(Saved data entries)
BEGIN

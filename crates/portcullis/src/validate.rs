//! Bearer token validation.
//!
//! Validation order: structure, algorithm, key, signature, then claims.
//! Claims are only looked at once the signature verifies.

use std::fmt;
use std::time::{SystemTime, UNIX_EPOCH};

use serde::{Deserialize, Serialize};
use serde_json::{Map, Value};

use crate::crypto::{base64url_decode, Algorithm};
use crate::discovery::issuers_match;
use crate::error::{Error, Result};
use crate::jwks::KeyResolver;

/// Registered claims reported separately from the rest.
const STANDARD_CLAIMS: [&str; 7] = ["iss", "sub", "aud", "exp", "nbf", "iat", "jti"];

/// Kind of token that was validated.
#[derive(Debug, Clone, Copy, PartialEq, Eq, Serialize)]
#[serde(rename_all = "snake_case")]
pub enum TokenType {
    /// OAuth 2.0 access token in JWT form (`typ: at+jwt`).
    Access,
    /// OpenID Connect ID token.
    Id,
    Refresh,
    /// Any other bearer token.
    Bearer,
}

impl TokenType {
    pub fn as_str(&self) -> &'static str {
        match self {
            TokenType::Access => "access",
            TokenType::Id => "id",
            TokenType::Refresh => "refresh",
            TokenType::Bearer => "bearer",
        }
    }

    /// Whether the token may be presented to the userinfo endpoint.
    pub fn is_access(&self) -> bool {
        matches!(self, TokenType::Access | TokenType::Bearer)
    }
}

impl fmt::Display for TokenType {
    fn fmt(&self, f: &mut fmt::Formatter<'_>) -> fmt::Result {
        f.write_str(self.as_str())
    }
}

/// Registered claims of a validated token.
#[derive(Debug, Clone, PartialEq, Eq, Serialize)]
pub struct StandardClaims {
    pub iss: String,
    pub sub: String,
    #[serde(skip_serializing_if = "Vec::is_empty")]
    pub aud: Vec<String>,
    pub exp: u64,
    #[serde(skip_serializing_if = "Option::is_none")]
    pub nbf: Option<u64>,
    #[serde(skip_serializing_if = "Option::is_none")]
    pub iat: Option<u64>,
    #[serde(skip_serializing_if = "Option::is_none")]
    pub jti: Option<String>,
}

/// Outcome of a successful validation.
#[derive(Debug, Clone, PartialEq, Serialize)]
pub struct ValidationResult {
    pub subject_id: String,
    pub token_type: TokenType,
    pub standard_claims: StandardClaims,
    /// Every claim not listed in [`StandardClaims`], unmodified.
    pub extra_claims: Map<String, Value>,
}

/// JWT header (only the fields we need).
#[derive(Debug, Deserialize)]
struct Header {
    alg: String,
    #[serde(default)]
    kid: Option<String>,
    #[serde(default)]
    typ: Option<String>,
}

struct ParsedToken<'a> {
    header: Header,
    claims: Map<String, Value>,
    signing_input: &'a str,
    signature: Vec<u8>,
}

/// What a token is checked against.
#[derive(Debug, Clone)]
pub(crate) struct ValidationPolicy<'a> {
    pub(crate) issuer: &'a str,
    pub(crate) supported_algs: &'a [Algorithm],
    pub(crate) audience: Option<&'a str>,
    pub(crate) leeway: u64,
}

/// Current Unix time in seconds.
pub(crate) fn unix_now() -> u64 {
    SystemTime::now()
        .duration_since(UNIX_EPOCH)
        .map(|d| d.as_secs())
        .unwrap_or(0)
}

/// Validate `token` at time `now`.
pub(crate) fn validate(
    token: &str,
    policy: &ValidationPolicy<'_>,
    keys: &dyn KeyResolver,
    now: u64,
) -> Result<ValidationResult> {
    let token = parse(token)?;

    let alg: Algorithm = token
        .header
        .alg
        .parse()
        .map_err(Error::UnsupportedAlgorithm)?;
    if !policy.supported_algs.contains(&alg) {
        return Err(Error::UnsupportedAlgorithm(format!(
            "{} is not advertised by the issuer",
            alg
        )));
    }

    let entry = keys.resolve(token.header.kid.as_deref(), alg)?;
    if !entry
        .key()
        .verify(alg, token.signing_input.as_bytes(), &token.signature)
    {
        return Err(Error::SignatureInvalid);
    }

    let standard_claims = check_claims(&token.claims, policy, now)?;
    let token_type = classify(&token.header, &token.claims);

    let extra_claims = token
        .claims
        .into_iter()
        .filter(|(name, _)| !STANDARD_CLAIMS.contains(&name.as_str()))
        .collect();

    Ok(ValidationResult {
        subject_id: standard_claims.sub.clone(),
        token_type,
        standard_claims,
        extra_claims,
    })
}

fn parse(token: &str) -> Result<ParsedToken<'_>> {
    let token = token.trim();
    let parts: Vec<&str> = token.split('.').collect();
    if parts.len() != 3 {
        return Err(Error::MalformedToken(format!(
            "expected 3 parts, got {}",
            parts.len()
        )));
    }

    let header_bytes = base64url_decode(parts[0])
        .map_err(|e| Error::MalformedToken(format!("invalid header encoding: {}", e)))?;
    let header: Header = serde_json::from_slice(&header_bytes)
        .map_err(|e| Error::MalformedToken(format!("invalid header: {}", e)))?;

    let payload_bytes = base64url_decode(parts[1])
        .map_err(|e| Error::MalformedToken(format!("invalid payload encoding: {}", e)))?;
    let claims: Map<String, Value> = serde_json::from_slice(&payload_bytes)
        .map_err(|e| Error::MalformedToken(format!("invalid claims: {}", e)))?;

    let signature = base64url_decode(parts[2])
        .map_err(|e| Error::MalformedToken(format!("invalid signature encoding: {}", e)))?;
    if signature.is_empty() {
        return Err(Error::MalformedToken("empty signature".into()));
    }

    // The signing input is the first two segments as transmitted.
    let signing_input = &token[..parts[0].len() + 1 + parts[1].len()];

    Ok(ParsedToken {
        header,
        claims,
        signing_input,
        signature,
    })
}

fn check_claims(
    claims: &Map<String, Value>,
    policy: &ValidationPolicy<'_>,
    now: u64,
) -> Result<StandardClaims> {
    let exp = match claims.get("exp") {
        Some(value) => numeric_date("exp", value)?,
        None => return Err(Error::MalformedToken("missing exp claim".into())),
    };
    if now >= exp.saturating_add(policy.leeway) {
        return Err(Error::TokenExpired);
    }

    let nbf = claims
        .get("nbf")
        .map(|value| numeric_date("nbf", value))
        .transpose()?;
    if let Some(nbf) = nbf {
        if now.saturating_add(policy.leeway) < nbf {
            return Err(Error::TokenNotYetValid);
        }
    }

    let iat = claims
        .get("iat")
        .map(|value| numeric_date("iat", value))
        .transpose()?;

    let iss = match claims.get("iss").and_then(Value::as_str) {
        Some(iss) if issuers_match(iss, policy.issuer) => iss.to_string(),
        Some(iss) => {
            return Err(Error::IssuerMismatch(format!(
                "expected '{}', got '{}'",
                policy.issuer, iss
            )))
        }
        None => return Err(Error::IssuerMismatch("missing iss claim".into())),
    };

    let aud = audiences(claims.get("aud"))?;
    if let Some(expected) = policy.audience {
        if !aud.iter().any(|a| a == expected) {
            return Err(Error::AudienceMismatch);
        }
    }

    let sub = match claims.get("sub").and_then(Value::as_str) {
        Some(sub) if !sub.is_empty() => sub.to_string(),
        _ => return Err(Error::MalformedToken("missing sub claim".into())),
    };

    let jti = claims.get("jti").and_then(Value::as_str).map(String::from);

    Ok(StandardClaims {
        iss,
        sub,
        aud,
        exp,
        nbf,
        iat,
        jti,
    })
}

/// A NumericDate; fractional seconds are truncated.
fn numeric_date(name: &str, value: &Value) -> Result<u64> {
    if let Some(secs) = value.as_u64() {
        return Ok(secs);
    }
    match value.as_f64() {
        Some(secs) if secs.is_finite() && secs >= 0.0 => Ok(secs as u64),
        _ => Err(Error::MalformedToken(format!(
            "{} is not a numeric date",
            name
        ))),
    }
}

/// `aud` may be a single string or an array of strings.
fn audiences(value: Option<&Value>) -> Result<Vec<String>> {
    match value {
        None => Ok(Vec::new()),
        Some(Value::String(aud)) => Ok(vec![aud.clone()]),
        Some(Value::Array(values)) => values
            .iter()
            .map(|v| {
                v.as_str()
                    .map(String::from)
                    .ok_or_else(|| Error::MalformedToken("aud contains a non-string".into()))
            })
            .collect(),
        Some(_) => Err(Error::MalformedToken("aud must be a string or array".into())),
    }
}

fn classify(header: &Header, claims: &Map<String, Value>) -> TokenType {
    if let Some(typ) = header.typ.as_deref() {
        let typ = typ.to_ascii_lowercase();
        if typ == "at+jwt" || typ == "application/at+jwt" {
            return TokenType::Access;
        }
    }

    if claims.contains_key("nonce") || claims.contains_key("at_hash") {
        return TokenType::Id;
    }

    match claims.get("typ").and_then(Value::as_str) {
        Some(typ) if typ.eq_ignore_ascii_case("refresh") => TokenType::Refresh,
        Some(typ) if typ.eq_ignore_ascii_case("id") => TokenType::Id,
        _ => TokenType::Bearer,
    }
}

END

THE PROBLEM:
Read the entries above, then pull out the lines that include "StandardClaims".

ANSWER FOR THIS EXERCISE:
pub struct StandardClaims {
    pub standard_claims: StandardClaims,
    /// Every claim not listed in [`StandardClaims`], unmodified.
) -> Result<StandardClaims> {
    Ok(StandardClaims {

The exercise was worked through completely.